The aggressive rat is much worse by far. First off, it has scary body language down. This rat usually exudes alpha pheromones. Check for the rat puffin up. Hissing, wagging it's tail, and lunging at you. The action is usually unpredictable as the goal is just to hurt you into submission. You'll be standing still an the rat will walk by and grab a hold of your finger and not let go until you have screamed mercy. This rat not only shoul be punished to recognize that action was wrong, but needs a world constructed around the fact that this half-pound furball is not the boss of you or anything else. It is your family, a kid throwing a tantrum.


----------



## Pilot. (Feb 11, 2014)

This is great information. I just got my babies today and they put their mouths on me. I knew I shouldnt have but they took me by surprise and I jerked back a little bit, but they tried again and It was fine then; I was expecting it. It feels really cool when they groom with teeth, actually! Not so much when they pry open your mouth to get to your teeth mind you!


----------



## Perocore (Jan 6, 2014)

Thank you for the info, Nanashi7! I forgot the blind rats, haven't actually dealt with one yet. I assume that refers to PEW for the most part as well? 

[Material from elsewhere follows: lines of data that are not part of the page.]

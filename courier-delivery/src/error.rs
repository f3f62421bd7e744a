use courier_pool::PoolError;
use courier_smtp::ClientError;
use courier_template::TemplateError;
use thiserror::Error;

/// Failures on the delivery path.
#[derive(Debug, Error)]
pub enum DeliveryError {
    /// The bounded queue is at capacity; the request was not accepted.
    #[error("delivery queue is full")]
    QueueFull,

    /// The queue no longer accepts requests.
    #[error("delivery queue is shut down")]
    Shutdown,

    #[error(transparent)]
    Pool(#[from] PoolError),

    #[error(transparent)]
    Template(#[from] TemplateError),

    #[error("transmit failed: {0}")]
    Transport(#[from] ClientError),
}

impl DeliveryError {
    /// Whether the worker should spend retry budget on this failure.
    ///
    /// Template failures and a closed pool fail the same way on every
    /// attempt, so they fail the request immediately.
    #[must_use]
    pub const fn is_retryable(&self) -> bool {
        match self {
            Self::Transport(_) | Self::Pool(PoolError::Transport(_)) => true,
            Self::QueueFull | Self::Shutdown | Self::Pool(PoolError::Closed) | Self::Template(_) => {
                false
            }
        }
    }
}

pub type Result<T, E = DeliveryError> = std::result::Result<T, E>;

Pilot, glad it could help! Haha, yeah, my boy Styles is always trying to groom my mouth (and remove my braces). Not very sanitary, but still a friendly action so is positive XD


Another note to add is tugging- not biting, but when they'll grab a hold of your clothing/skin/hair. I've had this happen twice- Styles will tug on my clothing for attention or if he wants me to take him somewhere specific (smart little guy), and I had an aggressive rat tug on my clothing to pull me close enough to bite (which was terrifying). I'll never know what that rat had against me, but he did improve once he got older.


----------



## JaneTheRat (Nov 11, 2021)

Thank you for this thread, I'm sure it's useful to other first-time rat owners! Here is my experience of these things.
*Grooming*: When I first had my rats groom me, I was just freaked out. Why were they licking me? Did they think I was food? I googled it, and then I just felt stupid. In retrospect, it _was_ stupid. Now, looking back, I giggle at my thoughts of the rats thinking I was a lollipop or something. Anyway, 'biting' grooming happened to me too. My rats tried to bite at my fingernails! I taught them out of it quickly though.
*Mistaken for food*: Happened! When I was housing babies, three ran out for food when I gave from my hand. One grabbed a piece and ran away with it, second did the same. And the third took my finger, and started to run back with it! I gave a small twitch of my finger, and the rat finally realised, and took actual food. 
*Curiosity:* Yep! One of my rats, Misty, has ruby eyes. She's pretty skittish, so I gave her my hand to sniff. And she put her teeth around it a few times. I explained this to my family _over _and _over_ again, but the nickname "Bitey" has already stuck to her. My parents are saying I should have called her "Fang" or something, to which I just roll my eyes.
*Playing:* Only once, since my rats don't like me to wrestle with them that much. But Omen did nip me a few times when I tried to play with her like that. I thought she was asking me to stop though, so I did. Now when I try to wrestle with her, she just looks uncomfortable...

Out of real biting, I only had fear biting, and that happened in the first few months I had my rats. My fault entirely, I admit.
Anyway, that's it. Please may I note that I am a first-time rat owner, which is why I made mistakes I have.


----------